**WHAT YOU HAVE TO DO:**
Start at the line below containing "repository b0abcf5aa487bb64" and stop at the line containing "let mut digest = [0u8; 16];". Repeat every line of that stretch exactly, and nothing outside it.

**RECORDS SUPPLIED:**
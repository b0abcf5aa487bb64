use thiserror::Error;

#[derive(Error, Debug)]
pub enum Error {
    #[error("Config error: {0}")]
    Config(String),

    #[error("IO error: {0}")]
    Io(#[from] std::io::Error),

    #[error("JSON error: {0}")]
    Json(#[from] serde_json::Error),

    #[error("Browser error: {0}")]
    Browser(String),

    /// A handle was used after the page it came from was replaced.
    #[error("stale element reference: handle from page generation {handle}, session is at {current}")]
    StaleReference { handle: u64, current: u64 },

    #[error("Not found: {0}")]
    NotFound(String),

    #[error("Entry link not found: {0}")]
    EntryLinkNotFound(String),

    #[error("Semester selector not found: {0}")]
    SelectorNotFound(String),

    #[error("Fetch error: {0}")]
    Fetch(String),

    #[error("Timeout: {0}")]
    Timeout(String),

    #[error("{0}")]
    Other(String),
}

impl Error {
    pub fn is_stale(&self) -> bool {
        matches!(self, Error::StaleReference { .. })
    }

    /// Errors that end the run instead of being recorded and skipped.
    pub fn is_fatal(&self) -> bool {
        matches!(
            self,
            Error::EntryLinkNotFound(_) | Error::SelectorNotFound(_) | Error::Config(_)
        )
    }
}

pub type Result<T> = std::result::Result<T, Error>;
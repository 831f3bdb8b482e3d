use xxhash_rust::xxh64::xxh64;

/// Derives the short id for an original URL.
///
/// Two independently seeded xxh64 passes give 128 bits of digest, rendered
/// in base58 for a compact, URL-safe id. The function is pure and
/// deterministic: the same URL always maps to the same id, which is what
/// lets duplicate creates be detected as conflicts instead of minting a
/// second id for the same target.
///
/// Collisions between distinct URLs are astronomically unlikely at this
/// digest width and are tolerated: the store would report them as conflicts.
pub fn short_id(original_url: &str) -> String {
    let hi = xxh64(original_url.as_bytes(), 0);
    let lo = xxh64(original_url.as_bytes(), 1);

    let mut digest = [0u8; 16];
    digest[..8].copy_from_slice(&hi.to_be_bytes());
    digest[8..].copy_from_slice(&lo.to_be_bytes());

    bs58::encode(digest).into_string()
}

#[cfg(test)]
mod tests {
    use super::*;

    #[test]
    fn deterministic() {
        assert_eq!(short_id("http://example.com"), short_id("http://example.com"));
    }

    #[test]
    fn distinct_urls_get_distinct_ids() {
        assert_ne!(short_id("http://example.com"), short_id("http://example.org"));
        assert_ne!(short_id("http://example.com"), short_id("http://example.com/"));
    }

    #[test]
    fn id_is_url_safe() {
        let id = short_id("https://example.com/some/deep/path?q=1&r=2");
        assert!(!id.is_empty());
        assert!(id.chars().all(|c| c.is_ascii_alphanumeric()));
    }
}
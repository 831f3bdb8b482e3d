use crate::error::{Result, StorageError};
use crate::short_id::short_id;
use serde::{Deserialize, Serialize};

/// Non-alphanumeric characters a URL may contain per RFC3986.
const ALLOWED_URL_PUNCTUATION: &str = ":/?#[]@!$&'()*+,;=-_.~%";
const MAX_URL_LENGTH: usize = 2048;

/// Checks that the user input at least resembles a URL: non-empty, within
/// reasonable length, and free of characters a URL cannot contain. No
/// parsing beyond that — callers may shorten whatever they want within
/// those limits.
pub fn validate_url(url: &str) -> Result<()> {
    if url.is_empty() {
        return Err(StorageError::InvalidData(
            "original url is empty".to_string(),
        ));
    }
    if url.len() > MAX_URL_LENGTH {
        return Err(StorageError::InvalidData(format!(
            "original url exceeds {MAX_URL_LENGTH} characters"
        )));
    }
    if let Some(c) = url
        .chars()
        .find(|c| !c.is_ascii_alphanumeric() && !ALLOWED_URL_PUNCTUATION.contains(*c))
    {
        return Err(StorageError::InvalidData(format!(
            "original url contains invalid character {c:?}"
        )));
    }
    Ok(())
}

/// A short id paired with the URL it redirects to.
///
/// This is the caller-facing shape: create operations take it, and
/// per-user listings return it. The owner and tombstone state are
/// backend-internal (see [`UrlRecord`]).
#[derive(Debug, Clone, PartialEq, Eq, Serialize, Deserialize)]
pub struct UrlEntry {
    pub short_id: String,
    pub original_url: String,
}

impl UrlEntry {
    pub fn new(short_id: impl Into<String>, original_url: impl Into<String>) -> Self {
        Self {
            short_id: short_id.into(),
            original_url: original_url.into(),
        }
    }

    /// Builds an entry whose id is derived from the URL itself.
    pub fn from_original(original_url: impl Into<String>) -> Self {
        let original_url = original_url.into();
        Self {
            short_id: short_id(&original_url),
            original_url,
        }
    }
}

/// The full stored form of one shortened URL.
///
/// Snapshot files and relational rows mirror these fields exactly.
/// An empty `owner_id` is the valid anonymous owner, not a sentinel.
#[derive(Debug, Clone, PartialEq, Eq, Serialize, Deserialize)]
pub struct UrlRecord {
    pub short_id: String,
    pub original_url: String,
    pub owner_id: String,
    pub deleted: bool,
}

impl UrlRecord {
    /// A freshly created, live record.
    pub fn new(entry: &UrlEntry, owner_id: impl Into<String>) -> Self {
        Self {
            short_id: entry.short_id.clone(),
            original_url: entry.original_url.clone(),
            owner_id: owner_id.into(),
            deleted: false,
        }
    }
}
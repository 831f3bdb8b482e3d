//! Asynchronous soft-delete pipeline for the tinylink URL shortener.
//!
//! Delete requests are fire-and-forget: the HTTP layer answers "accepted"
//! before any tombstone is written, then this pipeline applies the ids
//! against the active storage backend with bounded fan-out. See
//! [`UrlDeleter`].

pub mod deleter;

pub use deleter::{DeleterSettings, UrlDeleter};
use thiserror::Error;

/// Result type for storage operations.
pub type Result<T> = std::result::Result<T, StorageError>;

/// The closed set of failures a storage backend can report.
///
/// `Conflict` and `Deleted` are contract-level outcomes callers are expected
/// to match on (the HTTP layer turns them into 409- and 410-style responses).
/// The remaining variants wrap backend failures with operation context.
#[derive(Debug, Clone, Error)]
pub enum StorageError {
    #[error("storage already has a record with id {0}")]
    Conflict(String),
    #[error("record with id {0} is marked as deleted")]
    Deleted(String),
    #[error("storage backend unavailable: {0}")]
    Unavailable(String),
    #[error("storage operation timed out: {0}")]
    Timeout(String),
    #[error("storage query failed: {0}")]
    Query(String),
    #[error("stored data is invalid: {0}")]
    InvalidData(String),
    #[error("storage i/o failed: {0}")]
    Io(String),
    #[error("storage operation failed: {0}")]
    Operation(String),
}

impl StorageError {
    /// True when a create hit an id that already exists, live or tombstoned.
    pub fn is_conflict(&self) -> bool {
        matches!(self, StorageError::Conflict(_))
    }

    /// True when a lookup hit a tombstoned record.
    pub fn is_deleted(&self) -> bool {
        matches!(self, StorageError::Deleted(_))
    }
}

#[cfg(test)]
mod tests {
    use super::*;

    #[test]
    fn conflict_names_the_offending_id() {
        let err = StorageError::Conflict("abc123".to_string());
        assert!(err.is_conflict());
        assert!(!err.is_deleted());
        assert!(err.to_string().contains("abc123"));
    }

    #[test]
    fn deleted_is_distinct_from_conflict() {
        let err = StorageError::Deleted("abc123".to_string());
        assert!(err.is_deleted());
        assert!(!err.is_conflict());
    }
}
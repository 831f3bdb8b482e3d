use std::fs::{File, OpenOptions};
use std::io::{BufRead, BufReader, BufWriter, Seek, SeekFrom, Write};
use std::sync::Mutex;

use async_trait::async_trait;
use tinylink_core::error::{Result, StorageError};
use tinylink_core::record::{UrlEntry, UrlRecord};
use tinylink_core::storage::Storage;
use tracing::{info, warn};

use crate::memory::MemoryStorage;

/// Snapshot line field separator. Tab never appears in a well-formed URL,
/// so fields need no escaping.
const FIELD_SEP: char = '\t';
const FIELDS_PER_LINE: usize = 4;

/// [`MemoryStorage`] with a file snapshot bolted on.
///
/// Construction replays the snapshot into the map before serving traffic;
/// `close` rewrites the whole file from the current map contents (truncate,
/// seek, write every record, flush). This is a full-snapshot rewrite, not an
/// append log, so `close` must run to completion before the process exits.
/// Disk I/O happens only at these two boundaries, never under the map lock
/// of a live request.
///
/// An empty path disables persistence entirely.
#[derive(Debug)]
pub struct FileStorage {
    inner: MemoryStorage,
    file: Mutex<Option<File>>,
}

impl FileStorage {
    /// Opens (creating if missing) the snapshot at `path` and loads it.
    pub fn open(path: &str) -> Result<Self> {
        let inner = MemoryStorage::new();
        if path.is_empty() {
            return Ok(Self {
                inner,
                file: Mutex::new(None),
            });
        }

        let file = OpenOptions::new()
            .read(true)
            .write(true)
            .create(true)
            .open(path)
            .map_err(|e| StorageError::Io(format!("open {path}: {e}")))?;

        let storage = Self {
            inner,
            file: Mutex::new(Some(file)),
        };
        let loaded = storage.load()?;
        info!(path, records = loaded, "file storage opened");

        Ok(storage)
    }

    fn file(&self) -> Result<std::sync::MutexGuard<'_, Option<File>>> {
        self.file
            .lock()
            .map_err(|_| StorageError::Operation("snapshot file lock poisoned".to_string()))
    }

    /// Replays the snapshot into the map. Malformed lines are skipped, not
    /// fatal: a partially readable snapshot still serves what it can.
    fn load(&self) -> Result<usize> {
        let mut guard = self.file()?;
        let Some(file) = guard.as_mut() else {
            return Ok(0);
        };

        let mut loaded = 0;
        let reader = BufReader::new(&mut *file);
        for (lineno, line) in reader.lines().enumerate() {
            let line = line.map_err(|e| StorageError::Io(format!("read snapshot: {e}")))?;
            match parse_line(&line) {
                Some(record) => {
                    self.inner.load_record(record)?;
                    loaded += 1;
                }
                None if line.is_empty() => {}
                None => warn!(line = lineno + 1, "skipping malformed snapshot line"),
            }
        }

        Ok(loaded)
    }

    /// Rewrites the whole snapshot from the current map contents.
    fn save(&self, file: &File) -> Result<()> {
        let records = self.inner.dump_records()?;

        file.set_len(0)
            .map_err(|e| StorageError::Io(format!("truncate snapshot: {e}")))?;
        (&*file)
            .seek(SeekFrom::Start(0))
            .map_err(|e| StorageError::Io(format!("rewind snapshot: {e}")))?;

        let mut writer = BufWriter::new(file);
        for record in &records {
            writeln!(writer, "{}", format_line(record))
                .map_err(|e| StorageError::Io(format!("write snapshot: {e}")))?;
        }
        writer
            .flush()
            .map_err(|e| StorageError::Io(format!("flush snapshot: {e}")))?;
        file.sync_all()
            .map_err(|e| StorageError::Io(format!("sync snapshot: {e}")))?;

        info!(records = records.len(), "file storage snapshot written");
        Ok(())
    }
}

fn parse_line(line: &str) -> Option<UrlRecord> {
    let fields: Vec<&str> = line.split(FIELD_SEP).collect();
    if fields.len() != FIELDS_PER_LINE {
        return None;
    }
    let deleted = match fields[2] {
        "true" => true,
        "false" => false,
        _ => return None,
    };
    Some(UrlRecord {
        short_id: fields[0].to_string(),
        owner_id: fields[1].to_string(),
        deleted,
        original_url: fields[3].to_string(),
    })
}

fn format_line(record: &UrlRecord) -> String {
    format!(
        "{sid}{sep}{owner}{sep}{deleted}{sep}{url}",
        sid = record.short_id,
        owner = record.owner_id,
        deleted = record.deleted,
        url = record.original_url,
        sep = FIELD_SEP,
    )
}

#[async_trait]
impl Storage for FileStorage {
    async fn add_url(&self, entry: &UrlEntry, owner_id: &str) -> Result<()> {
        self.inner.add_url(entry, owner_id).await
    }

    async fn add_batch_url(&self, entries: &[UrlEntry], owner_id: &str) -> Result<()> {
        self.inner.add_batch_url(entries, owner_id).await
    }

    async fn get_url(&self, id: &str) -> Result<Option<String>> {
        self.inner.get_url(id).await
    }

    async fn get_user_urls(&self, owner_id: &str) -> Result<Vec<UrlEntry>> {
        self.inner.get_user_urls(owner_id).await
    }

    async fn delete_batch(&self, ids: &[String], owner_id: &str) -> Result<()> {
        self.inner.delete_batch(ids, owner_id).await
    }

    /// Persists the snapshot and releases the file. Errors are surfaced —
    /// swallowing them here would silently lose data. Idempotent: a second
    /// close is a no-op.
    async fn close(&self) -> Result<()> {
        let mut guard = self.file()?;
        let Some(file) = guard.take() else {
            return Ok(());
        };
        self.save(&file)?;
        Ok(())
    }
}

==

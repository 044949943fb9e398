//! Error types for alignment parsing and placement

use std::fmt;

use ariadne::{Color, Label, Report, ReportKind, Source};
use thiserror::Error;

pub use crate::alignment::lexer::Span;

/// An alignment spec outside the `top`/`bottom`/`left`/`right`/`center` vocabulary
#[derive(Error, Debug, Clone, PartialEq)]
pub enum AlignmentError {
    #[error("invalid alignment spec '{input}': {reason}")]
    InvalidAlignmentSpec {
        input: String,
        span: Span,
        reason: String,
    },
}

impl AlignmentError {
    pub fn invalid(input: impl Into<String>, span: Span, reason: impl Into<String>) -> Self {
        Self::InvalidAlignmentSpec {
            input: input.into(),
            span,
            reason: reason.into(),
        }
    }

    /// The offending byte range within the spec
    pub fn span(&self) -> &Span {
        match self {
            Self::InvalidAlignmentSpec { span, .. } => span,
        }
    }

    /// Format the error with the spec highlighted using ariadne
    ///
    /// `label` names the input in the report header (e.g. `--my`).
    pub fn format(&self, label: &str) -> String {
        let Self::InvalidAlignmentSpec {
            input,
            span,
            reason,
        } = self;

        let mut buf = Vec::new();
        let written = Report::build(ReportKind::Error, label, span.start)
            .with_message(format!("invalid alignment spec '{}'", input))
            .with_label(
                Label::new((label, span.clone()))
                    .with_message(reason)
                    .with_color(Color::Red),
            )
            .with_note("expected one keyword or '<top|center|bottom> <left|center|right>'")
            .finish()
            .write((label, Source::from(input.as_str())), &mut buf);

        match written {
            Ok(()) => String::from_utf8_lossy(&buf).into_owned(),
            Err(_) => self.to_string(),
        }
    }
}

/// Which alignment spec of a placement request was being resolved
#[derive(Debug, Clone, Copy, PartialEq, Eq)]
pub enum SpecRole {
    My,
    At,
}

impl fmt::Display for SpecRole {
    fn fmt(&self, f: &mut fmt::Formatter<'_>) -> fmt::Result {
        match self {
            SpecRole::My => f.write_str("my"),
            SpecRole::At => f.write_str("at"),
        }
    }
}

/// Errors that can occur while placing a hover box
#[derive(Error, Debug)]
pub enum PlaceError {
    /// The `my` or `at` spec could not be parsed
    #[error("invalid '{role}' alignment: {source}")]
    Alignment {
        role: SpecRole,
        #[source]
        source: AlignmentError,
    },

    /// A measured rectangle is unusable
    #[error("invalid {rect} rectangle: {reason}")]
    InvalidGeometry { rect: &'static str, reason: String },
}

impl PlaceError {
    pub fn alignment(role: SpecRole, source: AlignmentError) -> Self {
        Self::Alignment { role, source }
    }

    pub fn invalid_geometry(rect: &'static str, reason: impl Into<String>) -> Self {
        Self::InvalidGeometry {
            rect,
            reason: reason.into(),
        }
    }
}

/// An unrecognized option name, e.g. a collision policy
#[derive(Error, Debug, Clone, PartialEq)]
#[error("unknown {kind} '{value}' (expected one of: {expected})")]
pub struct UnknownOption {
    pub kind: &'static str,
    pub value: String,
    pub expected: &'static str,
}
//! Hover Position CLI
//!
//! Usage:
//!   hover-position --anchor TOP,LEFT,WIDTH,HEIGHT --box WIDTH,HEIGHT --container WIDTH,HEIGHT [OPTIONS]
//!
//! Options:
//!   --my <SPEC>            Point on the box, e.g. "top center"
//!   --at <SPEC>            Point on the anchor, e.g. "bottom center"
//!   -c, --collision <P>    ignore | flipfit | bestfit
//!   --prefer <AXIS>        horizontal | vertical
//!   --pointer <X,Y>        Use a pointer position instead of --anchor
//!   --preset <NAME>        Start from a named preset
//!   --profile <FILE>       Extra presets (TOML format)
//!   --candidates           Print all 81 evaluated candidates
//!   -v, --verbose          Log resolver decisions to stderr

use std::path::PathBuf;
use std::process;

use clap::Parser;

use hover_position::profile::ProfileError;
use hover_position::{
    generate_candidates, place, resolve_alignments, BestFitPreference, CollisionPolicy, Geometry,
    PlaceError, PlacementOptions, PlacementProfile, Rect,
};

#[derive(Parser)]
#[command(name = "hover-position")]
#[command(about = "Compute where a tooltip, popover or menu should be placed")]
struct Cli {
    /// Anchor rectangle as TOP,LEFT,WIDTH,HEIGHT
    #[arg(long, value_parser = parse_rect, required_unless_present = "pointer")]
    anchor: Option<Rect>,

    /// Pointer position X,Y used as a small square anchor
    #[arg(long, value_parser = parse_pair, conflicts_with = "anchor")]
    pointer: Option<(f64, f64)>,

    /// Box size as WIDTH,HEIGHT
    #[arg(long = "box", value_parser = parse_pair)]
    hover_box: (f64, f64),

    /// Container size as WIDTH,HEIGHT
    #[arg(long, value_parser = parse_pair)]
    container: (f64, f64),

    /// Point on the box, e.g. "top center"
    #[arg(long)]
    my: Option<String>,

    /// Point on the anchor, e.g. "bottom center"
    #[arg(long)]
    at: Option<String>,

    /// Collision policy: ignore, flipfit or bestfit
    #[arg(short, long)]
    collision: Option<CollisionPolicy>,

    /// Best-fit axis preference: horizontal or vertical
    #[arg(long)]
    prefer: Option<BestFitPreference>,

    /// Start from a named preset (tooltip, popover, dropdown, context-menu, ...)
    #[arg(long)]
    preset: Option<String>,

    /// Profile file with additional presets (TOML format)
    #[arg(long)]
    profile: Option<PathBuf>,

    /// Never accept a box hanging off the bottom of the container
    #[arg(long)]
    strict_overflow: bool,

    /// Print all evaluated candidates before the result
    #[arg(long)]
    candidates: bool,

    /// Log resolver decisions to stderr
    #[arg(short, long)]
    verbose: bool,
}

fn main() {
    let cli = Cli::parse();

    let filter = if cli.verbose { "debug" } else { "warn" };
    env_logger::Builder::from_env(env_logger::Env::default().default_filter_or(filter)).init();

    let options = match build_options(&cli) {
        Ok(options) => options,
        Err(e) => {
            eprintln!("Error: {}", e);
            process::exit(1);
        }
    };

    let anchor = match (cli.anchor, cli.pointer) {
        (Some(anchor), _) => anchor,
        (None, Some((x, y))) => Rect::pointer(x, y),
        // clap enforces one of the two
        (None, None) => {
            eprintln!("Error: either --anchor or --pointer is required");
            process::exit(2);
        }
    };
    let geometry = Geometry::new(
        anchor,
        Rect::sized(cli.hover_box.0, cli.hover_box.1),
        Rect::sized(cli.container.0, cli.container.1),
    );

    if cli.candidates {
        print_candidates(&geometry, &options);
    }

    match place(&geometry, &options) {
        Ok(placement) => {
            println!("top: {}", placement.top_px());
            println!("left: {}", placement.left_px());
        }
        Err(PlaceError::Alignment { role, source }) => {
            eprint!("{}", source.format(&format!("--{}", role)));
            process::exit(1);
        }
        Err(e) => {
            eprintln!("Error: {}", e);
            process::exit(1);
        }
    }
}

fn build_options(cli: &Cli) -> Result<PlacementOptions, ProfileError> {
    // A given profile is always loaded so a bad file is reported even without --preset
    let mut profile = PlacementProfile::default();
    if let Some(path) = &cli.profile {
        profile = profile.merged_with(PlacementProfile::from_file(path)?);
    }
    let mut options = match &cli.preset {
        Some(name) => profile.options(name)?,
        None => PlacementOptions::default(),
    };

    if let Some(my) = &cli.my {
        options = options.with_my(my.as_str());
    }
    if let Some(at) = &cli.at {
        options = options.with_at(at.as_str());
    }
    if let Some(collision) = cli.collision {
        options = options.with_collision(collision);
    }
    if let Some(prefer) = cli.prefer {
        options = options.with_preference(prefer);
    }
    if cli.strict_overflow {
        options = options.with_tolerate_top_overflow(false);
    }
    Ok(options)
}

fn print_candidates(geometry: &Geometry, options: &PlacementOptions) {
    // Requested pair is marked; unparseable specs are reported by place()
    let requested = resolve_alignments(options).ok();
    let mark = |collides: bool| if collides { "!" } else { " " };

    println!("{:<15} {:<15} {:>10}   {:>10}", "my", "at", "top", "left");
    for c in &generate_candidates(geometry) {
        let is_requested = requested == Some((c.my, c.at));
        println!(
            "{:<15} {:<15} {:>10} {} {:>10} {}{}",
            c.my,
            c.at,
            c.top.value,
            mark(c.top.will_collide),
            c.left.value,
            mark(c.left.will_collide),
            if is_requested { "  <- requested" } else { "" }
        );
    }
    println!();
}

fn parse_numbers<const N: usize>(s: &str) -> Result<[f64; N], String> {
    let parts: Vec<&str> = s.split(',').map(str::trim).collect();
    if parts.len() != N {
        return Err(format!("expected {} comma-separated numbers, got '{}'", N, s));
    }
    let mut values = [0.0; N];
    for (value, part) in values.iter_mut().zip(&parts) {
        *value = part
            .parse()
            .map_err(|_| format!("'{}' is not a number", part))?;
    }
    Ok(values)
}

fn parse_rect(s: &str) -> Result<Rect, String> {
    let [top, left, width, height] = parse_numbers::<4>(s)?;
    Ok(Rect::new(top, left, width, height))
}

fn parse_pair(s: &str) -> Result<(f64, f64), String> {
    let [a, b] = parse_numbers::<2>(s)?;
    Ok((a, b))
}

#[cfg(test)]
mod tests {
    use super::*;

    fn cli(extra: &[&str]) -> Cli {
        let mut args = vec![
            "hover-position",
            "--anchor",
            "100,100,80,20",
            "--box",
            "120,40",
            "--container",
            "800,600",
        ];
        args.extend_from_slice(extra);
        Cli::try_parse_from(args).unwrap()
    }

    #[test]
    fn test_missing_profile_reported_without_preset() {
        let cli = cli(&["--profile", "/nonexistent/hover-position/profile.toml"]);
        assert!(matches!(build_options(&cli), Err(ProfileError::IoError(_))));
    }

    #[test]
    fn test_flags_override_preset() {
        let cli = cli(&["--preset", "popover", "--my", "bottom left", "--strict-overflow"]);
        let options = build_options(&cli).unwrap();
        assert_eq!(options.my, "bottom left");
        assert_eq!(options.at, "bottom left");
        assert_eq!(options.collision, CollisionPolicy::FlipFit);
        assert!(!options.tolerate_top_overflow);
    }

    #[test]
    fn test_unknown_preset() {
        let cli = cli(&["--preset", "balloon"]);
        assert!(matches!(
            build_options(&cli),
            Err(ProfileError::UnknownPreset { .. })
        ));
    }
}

* * *

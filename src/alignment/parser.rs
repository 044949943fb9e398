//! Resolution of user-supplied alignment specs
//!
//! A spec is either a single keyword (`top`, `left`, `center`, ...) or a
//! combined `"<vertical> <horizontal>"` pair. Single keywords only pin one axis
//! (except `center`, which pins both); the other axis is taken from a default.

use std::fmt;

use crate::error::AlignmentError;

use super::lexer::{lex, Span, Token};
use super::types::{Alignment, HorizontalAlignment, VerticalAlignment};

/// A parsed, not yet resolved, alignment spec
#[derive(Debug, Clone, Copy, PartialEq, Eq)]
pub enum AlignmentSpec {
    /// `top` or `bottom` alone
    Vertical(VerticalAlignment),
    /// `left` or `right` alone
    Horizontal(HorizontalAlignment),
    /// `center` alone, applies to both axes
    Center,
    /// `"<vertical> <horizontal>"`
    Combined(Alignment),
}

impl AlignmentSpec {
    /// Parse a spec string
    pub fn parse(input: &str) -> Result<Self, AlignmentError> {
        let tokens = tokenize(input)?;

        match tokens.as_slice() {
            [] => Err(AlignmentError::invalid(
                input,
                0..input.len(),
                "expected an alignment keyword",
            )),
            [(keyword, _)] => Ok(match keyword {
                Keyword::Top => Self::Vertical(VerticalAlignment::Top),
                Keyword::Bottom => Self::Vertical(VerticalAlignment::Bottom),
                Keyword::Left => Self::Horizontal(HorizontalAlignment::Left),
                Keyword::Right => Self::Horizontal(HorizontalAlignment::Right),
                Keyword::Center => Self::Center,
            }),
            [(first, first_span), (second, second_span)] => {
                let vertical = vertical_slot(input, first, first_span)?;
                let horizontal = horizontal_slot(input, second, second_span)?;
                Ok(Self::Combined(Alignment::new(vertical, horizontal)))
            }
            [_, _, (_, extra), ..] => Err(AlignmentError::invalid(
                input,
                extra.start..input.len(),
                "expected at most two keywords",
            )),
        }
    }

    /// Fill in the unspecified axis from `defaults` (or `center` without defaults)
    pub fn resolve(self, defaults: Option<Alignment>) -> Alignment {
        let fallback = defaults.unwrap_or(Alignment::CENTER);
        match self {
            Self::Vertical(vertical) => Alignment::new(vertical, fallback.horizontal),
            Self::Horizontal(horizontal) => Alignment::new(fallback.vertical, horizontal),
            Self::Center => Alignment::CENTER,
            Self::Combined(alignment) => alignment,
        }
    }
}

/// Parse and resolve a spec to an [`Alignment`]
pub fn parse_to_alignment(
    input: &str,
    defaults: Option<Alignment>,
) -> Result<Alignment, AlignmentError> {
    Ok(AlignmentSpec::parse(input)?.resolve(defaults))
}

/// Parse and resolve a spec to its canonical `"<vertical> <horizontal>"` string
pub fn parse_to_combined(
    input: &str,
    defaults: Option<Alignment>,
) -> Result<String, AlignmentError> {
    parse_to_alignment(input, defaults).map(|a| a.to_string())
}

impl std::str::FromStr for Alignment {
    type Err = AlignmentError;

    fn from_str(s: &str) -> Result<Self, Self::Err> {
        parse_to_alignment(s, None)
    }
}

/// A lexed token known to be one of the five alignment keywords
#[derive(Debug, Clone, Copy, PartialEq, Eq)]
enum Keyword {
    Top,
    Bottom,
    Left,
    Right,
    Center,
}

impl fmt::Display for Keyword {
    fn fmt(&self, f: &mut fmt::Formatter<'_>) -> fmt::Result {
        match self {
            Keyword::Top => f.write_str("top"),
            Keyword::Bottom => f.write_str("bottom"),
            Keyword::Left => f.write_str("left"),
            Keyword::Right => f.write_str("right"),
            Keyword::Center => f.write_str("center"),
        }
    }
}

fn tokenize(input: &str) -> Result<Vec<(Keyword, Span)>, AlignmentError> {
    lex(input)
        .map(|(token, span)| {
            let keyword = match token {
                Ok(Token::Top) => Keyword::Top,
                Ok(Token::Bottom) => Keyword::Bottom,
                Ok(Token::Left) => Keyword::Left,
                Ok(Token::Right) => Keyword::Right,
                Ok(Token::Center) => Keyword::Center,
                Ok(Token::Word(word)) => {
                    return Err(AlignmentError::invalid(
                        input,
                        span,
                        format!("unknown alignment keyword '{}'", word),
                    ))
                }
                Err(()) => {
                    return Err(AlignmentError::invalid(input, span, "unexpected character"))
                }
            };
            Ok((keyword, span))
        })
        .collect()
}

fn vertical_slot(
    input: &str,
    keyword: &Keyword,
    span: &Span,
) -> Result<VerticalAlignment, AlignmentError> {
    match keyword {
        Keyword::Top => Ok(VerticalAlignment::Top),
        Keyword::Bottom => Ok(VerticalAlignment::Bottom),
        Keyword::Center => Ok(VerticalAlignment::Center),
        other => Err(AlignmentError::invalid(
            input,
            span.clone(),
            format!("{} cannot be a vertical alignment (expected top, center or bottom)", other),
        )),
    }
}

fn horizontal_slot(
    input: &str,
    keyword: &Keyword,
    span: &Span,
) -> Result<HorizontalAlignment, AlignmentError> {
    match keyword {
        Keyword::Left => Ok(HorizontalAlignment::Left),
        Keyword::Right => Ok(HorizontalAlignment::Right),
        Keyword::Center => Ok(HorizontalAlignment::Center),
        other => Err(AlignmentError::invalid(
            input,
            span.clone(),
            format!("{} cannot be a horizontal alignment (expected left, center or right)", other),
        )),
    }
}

**RESPONSE:**
repository b0abcf5aa487bb64
use thiserror::Error;

#[derive(Error, Debug)]
pub enum Error {
    #[error("Config error: {0}")]
    Config(String),

    #[error("IO error: {0}")]
    Io(#[from] std::io::Error),

    #[error("JSON error: {0}")]
    Json(#[from] serde_json::Error),

    #[error("Browser error: {0}")]
    Browser(String),

    /// A handle was used after the page it came from was replaced.
    #[error("stale element reference: handle from page generation {handle}, session is at {current}")]
    StaleReference { handle: u64, current: u64 },

    #[error("Not found: {0}")]
    NotFound(String),

    #[error("Entry link not found: {0}")]
    EntryLinkNotFound(String),

    #[error("Semester selector not found: {0}")]
    SelectorNotFound(String),

    #[error("Fetch error: {0}")]
    Fetch(String),

    #[error("Timeout: {0}")]
    Timeout(String),

    #[error("{0}")]
    Other(String),
}

impl Error {
    pub fn is_stale(&self) -> bool {
        matches!(self, Error::StaleReference { .. })
    }

    /// Errors that end the run instead of being recorded and skipped.
    pub fn is_fatal(&self) -> bool {
        matches!(
            self,
            Error::EntryLinkNotFound(_) | Error::SelectorNotFound(_) | Error::Config(_)
        )
    }
}

pub type Result<T> = std::result::Result<T, Error>;
repository 831f3bdb8b482e3d
use xxhash_rust::xxh64::xxh64;

/// Derives the short id for an original URL.
///
/// Two independently seeded xxh64 passes give 128 bits of digest, rendered
/// in base58 for a compact, URL-safe id. The function is pure and
/// deterministic: the same URL always maps to the same id, which is what
/// lets duplicate creates be detected as conflicts instead of minting a
/// second id for the same target.
///
/// Collisions between distinct URLs are astronomically unlikely at this
/// digest width and are tolerated: the store would report them as conflicts.
pub fn short_id(original_url: &str) -> String {
    let hi = xxh64(original_url.as_bytes(), 0);
    let lo = xxh64(original_url.as_bytes(), 1);

    let mut digest = [0u8; 16];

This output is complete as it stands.